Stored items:
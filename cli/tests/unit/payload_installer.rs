//! Tests for `ZipPayloadInstaller` against a scratch directory.

use std::io::Write;

use sims_bottler::application::ports::{BackupState, PayloadInstaller};
use sims_bottler::infra::payload::ZipPayloadInstaller;

use crate::helpers::{ORIGINAL_EXE, PATCHED_EXE, write_game_zip};

#[test]
fn place_copies_archive_and_extracts_into_drive_c() {
    let tmp = tempfile::tempdir().expect("tempdir");
    let archive = tmp.path().join("sims_game_data.zip");
    write_game_zip(&archive);
    let drive_c = tmp.path().join("bottle").join("drive_c");

    ZipPayloadInstaller
        .place(&archive, &drive_c)
        .expect("place payload");

    assert!(drive_c.join("sims_game_data.zip").is_file());
    assert!(archive.is_file(), "source archive is left in place");
    assert_eq!(
        std::fs::read(drive_c.join("The Sims").join("Sims.exe")).expect("exe"),
        ORIGINAL_EXE
    );
    assert!(drive_c.join("The Sims").join("00000000.256").is_file());
}

#[test]
fn place_accepts_archive_already_inside_drive_c() {
    let tmp = tempfile::tempdir().expect("tempdir");
    let drive_c = tmp.path().join("drive_c");
    std::fs::create_dir_all(&drive_c).expect("mkdir");
    let archive = drive_c.join("sims.zip");
    write_game_zip(&archive);

    ZipPayloadInstaller
        .place(&archive, &drive_c)
        .expect("place payload");

    assert!(archive.is_file());
    assert!(drive_c.join("The Sims").join("Sims.exe").is_file());
}

#[test]
fn place_rejects_non_zip_archive() {
    let tmp = tempfile::tempdir().expect("tempdir");
    let archive = tmp.path().join("notes.zip");
    std::fs::write(&archive, b"definitely not a zip").expect("write");
    let drive_c = tmp.path().join("drive_c");

    let err = ZipPayloadInstaller
        .place(&archive, &drive_c)
        .expect_err("garbage archive");
    assert!(format!("{err:#}").contains("read zip archive"), "{err:#}");
    assert!(!drive_c.join("The Sims").exists());
}

#[test]
fn place_rejects_entries_escaping_drive_c() {
    let tmp = tempfile::tempdir().expect("tempdir");
    let archive = tmp.path().join("evil.zip");
    let file = std::fs::File::create(&archive).expect("create");
    let mut zip = zip::ZipWriter::new(file);
    zip.start_file("../outside.txt", zip::write::SimpleFileOptions::default())
        .expect("start");
    zip.write_all(b"nope").expect("write");
    zip.finish().expect("finish");
    let drive_c = tmp.path().join("bottle").join("drive_c");

    let err = ZipPayloadInstaller
        .place(&archive, &drive_c)
        .expect_err("traversal entry");
    assert!(format!("{err:#}").contains("invalid path"), "{err:#}");
    assert!(!tmp.path().join("bottle").join("outside.txt").exists());
}

fn game_files(root: &std::path::Path) -> (std::path::PathBuf, std::path::PathBuf, std::path::PathBuf) {
    let exe = root.join("Sims.exe");
    let backup = root.join("Sims.exe.bak");
    let patch = root.join("nocd-patch.bin");
    std::fs::write(&exe, ORIGINAL_EXE).expect("write exe");
    std::fs::write(&patch, PATCHED_EXE).expect("write patch");
    (exe, backup, patch)
}

#[test]
fn patch_moves_original_aside_and_installs_replacement() {
    let tmp = tempfile::tempdir().expect("tempdir");
    let (exe, backup, patch) = game_files(tmp.path());

    let state = ZipPayloadInstaller
        .patch_executable(&exe, &backup, &patch)
        .expect("patch");

    assert_eq!(state, BackupState::Created);
    assert_eq!(std::fs::read(&backup).expect("backup"), ORIGINAL_EXE);
    assert_eq!(std::fs::read(&exe).expect("exe"), PATCHED_EXE);
    assert_eq!(std::fs::read(&patch).expect("patch"), PATCHED_EXE);
}

#[test]
fn patch_never_overwrites_existing_backup() {
    let tmp = tempfile::tempdir().expect("tempdir");
    let (exe, backup, patch) = game_files(tmp.path());
    std::fs::write(&backup, b"first original").expect("write backup");

    let state = ZipPayloadInstaller
        .patch_executable(&exe, &backup, &patch)
        .expect("patch");

    assert_eq!(state, BackupState::Kept);
    assert_eq!(std::fs::read(&backup).expect("backup"), b"first original");
    assert_eq!(std::fs::read(&exe).expect("exe"), PATCHED_EXE);
}

#[test]
fn patch_without_replacement_leaves_executable_alone() {
    let tmp = tempfile::tempdir().expect("tempdir");
    let (exe, backup, patch) = game_files(tmp.path());
    std::fs::remove_file(&patch).expect("remove patch");

    let err = ZipPayloadInstaller
        .patch_executable(&exe, &backup, &patch)
        .expect_err("missing replacement");

    assert!(err.to_string().contains("not found"), "{err}");
    assert_eq!(std::fs::read(&exe).expect("exe"), ORIGINAL_EXE);
    assert!(!backup.exists());
}
//! Application layer — port trait definitions and use-case orchestration.
//!
//! This module depends only on `crate::domain` — never on `crate::infra`,
//! `crate::commands`, or `crate::output`.

pub mod ports;
pub mod services;

pub use ports::{
    BackupState, CommandRunner, ContainerManager, InstallProbe, LauncherState, LauncherWriter,
    PayloadInstaller, ProgramRegistration, ProgressReporter, Registration, RegistryWrite,
};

## Directions for this task
Please go over the data above and copy each line with "contains" in it.

## Solution to this exercise
    assert!(format!("{err:#}").contains("read zip archive"), "{err:#}");
    assert!(format!("{err:#}").contains("invalid path"), "{err:#}");
    assert!(err.to_string().contains("not found"), "{err}");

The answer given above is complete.